* [Exercise prompt] Please copy out every line in the entries that includes the word "Option".

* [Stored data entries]

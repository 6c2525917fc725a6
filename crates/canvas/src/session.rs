//! Edit Session Controller
//!
//! At most one node editor is open at a time. The open editor carries the
//! node id and the data it was opened with, which is what a form prefills.

use crate::sync::SyncLayer;
use crate::state::CanvasStore;
use netmap_core::{NetmapError, NetmapResult, NodeKind, Validatable};
use netmap_gateway::RemoteStore;
use netmap_model::{DeviceData, ElementId, GroupData, NodeData};
use serde::Serialize;
use tracing::{debug, error};

/// The single active editor
#[derive(Debug, Clone, Default, PartialEq, Serialize)]
#[serde(tag = "state", rename_all = "snake_case")]
pub enum EditSession {
    #[default]
    Closed,
    EditingDevice { id: ElementId, data: DeviceData },
    EditingGroup { id: ElementId, data: GroupData },
}

impl EditSession {
    pub fn is_open(&self) -> bool {
        !matches!(self, EditSession::Closed)
    }

    /// Node the open editor targets
    pub fn node_id(&self) -> Option<&ElementId> {
        match self {
            EditSession::Closed => None,
            EditSession::EditingDevice { id, .. } | EditSession::EditingGroup { id, .. } => {
                Some(id)
            }
        }
    }

    pub fn kind(&self) -> Option<NodeKind> {
        match self {
            EditSession::Closed => None,
            EditSession::EditingDevice { .. } => Some(NodeKind::Device),
            EditSession::EditingGroup { .. } => Some(NodeKind::Group),
        }
    }
}

/// Opens, saves, cancels and deletes through the single edit session
#[derive(Debug, Default)]
pub struct EditSessionController {
    session: EditSession,
}

impl EditSessionController {
    pub fn new() -> Self {
        Self::default()
    }

    pub fn session(&self) -> &EditSession {
        &self.session
    }

    pub fn is_open(&self) -> bool {
        self.session.is_open()
    }

    /// Open the editor matching the node's kind, replacing any open one
    pub fn open(&mut self, node_id: &ElementId, canvas: &CanvasStore) -> NetmapResult<&EditSession> {
        let node = canvas
            .node(node_id)
            .ok_or_else(|| NetmapError::NodeNotFound(node_id.to_string()))?;

        self.session = match &node.data {
            NodeData::Device(data) => EditSession::EditingDevice {
                id: node.id.clone(),
                data: data.clone(),
            },
            NodeData::Group(data) => EditSession::EditingGroup {
                id: node.id.clone(),
                data: data.clone(),
            },
        };
        debug!("Opened {} editor for {}", node.kind(), node_id);
        Ok(&self.session)
    }

    /// Persist edited data for the open node
    ///
    /// Invalid data is refused before any remote call. Closes on success;
    /// on any failure the editor stays open so the user can retry or cancel.
    pub async fn save<S: RemoteStore>(
        &mut self,
        sync: &mut SyncLayer<S>,
        data: NodeData,
    ) -> NetmapResult<()> {
        let (Some(id), Some(kind)) = (self.session.node_id().cloned(), self.session.kind()) else {
            return Err(NetmapError::NoActiveSession);
        };
        if data.kind() != kind {
            return Err(NetmapError::SessionKindMismatch {
                open: kind.to_string(),
                received: data.kind().to_string(),
            });
        }
        if let Err(e) = data.validate() {
            sync.notices().error(e.notice_text());
            return Err(e);
        }

        match sync.update_node(&id, data).await {
            Ok(()) => {
                self.session = EditSession::Closed;
                sync.notices()
                    .success(format!("{} updated successfully", kind.display_name()));
                Ok(())
            }
            Err(e) => {
                error!("Error updating {} {}: {}", kind, id, e);
                sync.notices().error(format!("Failed to update {}: {}", kind, e));
                Err(e)
            }
        }
    }

    pub fn cancel(&mut self) {
        self.session = EditSession::Closed;
    }

    /// Delete the open node, then close whatever the outcome
    pub async fn delete<S: RemoteStore>(&mut self, sync: &mut SyncLayer<S>) -> NetmapResult<()> {
        let id = self
            .session
            .node_id()
            .cloned()
            .ok_or(NetmapError::NoActiveSession)?;
        let result = sync.delete_node(&id).await;
        self.session = EditSession::Closed;
        result
    }

    /// Close the editor if its node is no longer on the canvas
    pub fn close_if_missing(&mut self, canvas: &CanvasStore) -> bool {
        let missing = self
            .session
            .node_id()
            .is_some_and(|id| canvas.node(id).is_none());
        if missing {
            self.session = EditSession::Closed;
        }
        missing
    }
}

// ============================================================================
// Tests
// ============================================================================

#[cfg(test)]
mod tests {
    use super::*;
    use netmap_core::{DeviceType, NoticeLog};
    use netmap_gateway::{Gateway, MemoryStore, Operation, Table};
    use pretty_assertions::assert_eq;

    async fn setup() -> (SyncLayer<MemoryStore>, MemoryStore, ElementId, ElementId) {
        let store = MemoryStore::new();
        let mut sync = SyncLayer::new(Gateway::new(store.clone(), NoticeLog::new()));
        let device = sync
            .add_device(DeviceData::new("NAS", "192.168.1.50", DeviceType::Server))
            .await
            .unwrap();
        let group = sync.add_group(GroupData::new("Office")).await.unwrap();
        (sync, store, device, group)
    }

    #[tokio::test]
    async fn test_open_matches_node_kind() {
        let (sync, _store, device, group) = setup().await;
        let mut ctl = EditSessionController::new();

        ctl.open(&device, sync.canvas()).unwrap();
        assert_eq!(ctl.session().kind(), Some(NodeKind::Device));

        // Opening a group replaces the device editor.
        ctl.open(&group, sync.canvas()).unwrap();
        assert_eq!(ctl.session().kind(), Some(NodeKind::Group));
        assert_eq!(ctl.session().node_id(), Some(&group));
    }

    #[tokio::test]
    async fn test_open_unknown_node() {
        let (sync, _store, _device, _group) = setup().await;
        let mut ctl = EditSessionController::new();
        let ghost = ElementId::parse("device-ghost").unwrap();
        assert!(ctl.open(&ghost, sync.canvas()).unwrap_err().is_not_found());
        assert!(!ctl.is_open());
    }

    #[tokio::test]
    async fn test_save_touches_only_data() {
        let (mut sync, store, device, _group) = setup().await;
        let before = sync.canvas().node(&device).unwrap().clone();
        let mut ctl = EditSessionController::new();
        ctl.open(&device, sync.canvas()).unwrap();

        let edited = DeviceData::new("NAS", "192.168.1.51", DeviceType::Database)
            .with_notes("moved to rack 2");
        ctl.save(&mut sync, edited.clone().into()).await.unwrap();

        let after = sync.canvas().node(&device).unwrap();
        assert_eq!(after.id, before.id);
        assert_eq!(after.position, before.position);
        assert_eq!(after.size, before.size);
        assert_eq!(after.data, NodeData::Device(edited));
        assert!(!ctl.is_open());
        assert_eq!(store.device_rows()[0].ip_address, "192.168.1.51");
        assert_eq!(
            sync.notices().latest().unwrap().text,
            "Device updated successfully"
        );
    }

    #[tokio::test]
    async fn test_failed_save_stays_open() {
        let (mut sync, store, _device, group) = setup().await;
        let mut ctl = EditSessionController::new();
        ctl.open(&group, sync.canvas()).unwrap();
        store.set_failing(Operation::Update, Table::Groups, true);

        let edited = GroupData::new("Lab").with_color("#ff0000");
        assert!(ctl.save(&mut sync, edited.into()).await.is_err());
        assert!(ctl.is_open());
        assert_eq!(sync.canvas().node(&group).unwrap().name(), "Office");
        let notice = sync.notices().latest().unwrap();
        assert!(notice.text.starts_with("Failed to update group"));
    }

    #[tokio::test]
    async fn test_save_rejects_invalid_data_without_remote_call() {
        let (mut sync, store, device, group) = setup().await;
        let mut ctl = EditSessionController::new();
        let calls = store.call_count();

        ctl.open(&device, sync.canvas()).unwrap();
        let err = ctl
            .save(&mut sync, DeviceData::new("", "", DeviceType::Server).into())
            .await
            .unwrap_err();
        assert!(err.is_validation());
        assert!(ctl.is_open());
        assert_eq!(store.call_count(), calls);
        assert_eq!(store.device_rows()[0].name, "NAS");
        assert_eq!(sync.canvas().node(&device).unwrap().name(), "NAS");
        assert_eq!(
            sync.notices().latest().unwrap().text,
            "Please enter a device name"
        );

        ctl.open(&group, sync.canvas()).unwrap();
        let err = ctl
            .save(&mut sync, GroupData::new("  ").into())
            .await
            .unwrap_err();
        assert!(err.is_validation());
        assert!(ctl.is_open());
        assert_eq!(store.call_count(), calls);
        assert_eq!(store.group_rows()[0].name, "Office");
    }

    #[tokio::test]
    async fn test_save_requires_matching_session() {
        let (mut sync, store, device, _group) = setup().await;
        let mut ctl = EditSessionController::new();
        let calls = store.call_count();

        let err = ctl
            .save(&mut sync, GroupData::new("Lab").into())
            .await
            .unwrap_err();
        assert!(matches!(err, NetmapError::NoActiveSession));

        ctl.open(&device, sync.canvas()).unwrap();
        let err = ctl
            .save(&mut sync, GroupData::new("Lab").into())
            .await
            .unwrap_err();
        assert!(matches!(err, NetmapError::SessionKindMismatch { .. }));
        assert!(ctl.is_open());
        assert_eq!(store.call_count(), calls);
    }

    #[tokio::test]
    async fn test_cancel_closes() {
        let (sync, _store, device, _group) = setup().await;
        let mut ctl = EditSessionController::new();
        ctl.open(&device, sync.canvas()).unwrap();
        ctl.cancel();
        assert_eq!(ctl.session(), &EditSession::Closed);
    }

    #[tokio::test]
    async fn test_delete_closes_even_on_failure() {
        let (mut sync, store, device, _group) = setup().await;
        let mut ctl = EditSessionController::new();
        ctl.open(&device, sync.canvas()).unwrap();
        store.set_failing(Operation::Delete, Table::Devices, true);

        assert!(ctl.delete(&mut sync).await.is_err());
        assert!(!ctl.is_open());
        assert!(sync.canvas().node(&device).is_some());

        store.recover();
        ctl.open(&device, sync.canvas()).unwrap();
        ctl.delete(&mut sync).await.unwrap();
        assert!(!ctl.is_open());
        assert!(sync.canvas().node(&device).is_none());
    }

    #[tokio::test]
    async fn test_close_if_missing() {
        let (mut sync, _store, device, _group) = setup().await;
        let mut ctl = EditSessionController::new();
        ctl.open(&device, sync.canvas()).unwrap();
        assert!(!ctl.close_if_missing(sync.canvas()));

        sync.delete_device(&device).await.unwrap();
        assert!(ctl.close_if_missing(sync.canvas()));
        assert!(!ctl.is_open());
    }
}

* [Written reply]
    pub fn node_id(&self) -> Option<&ElementId> {
    pub fn kind(&self) -> Option<NodeKind> {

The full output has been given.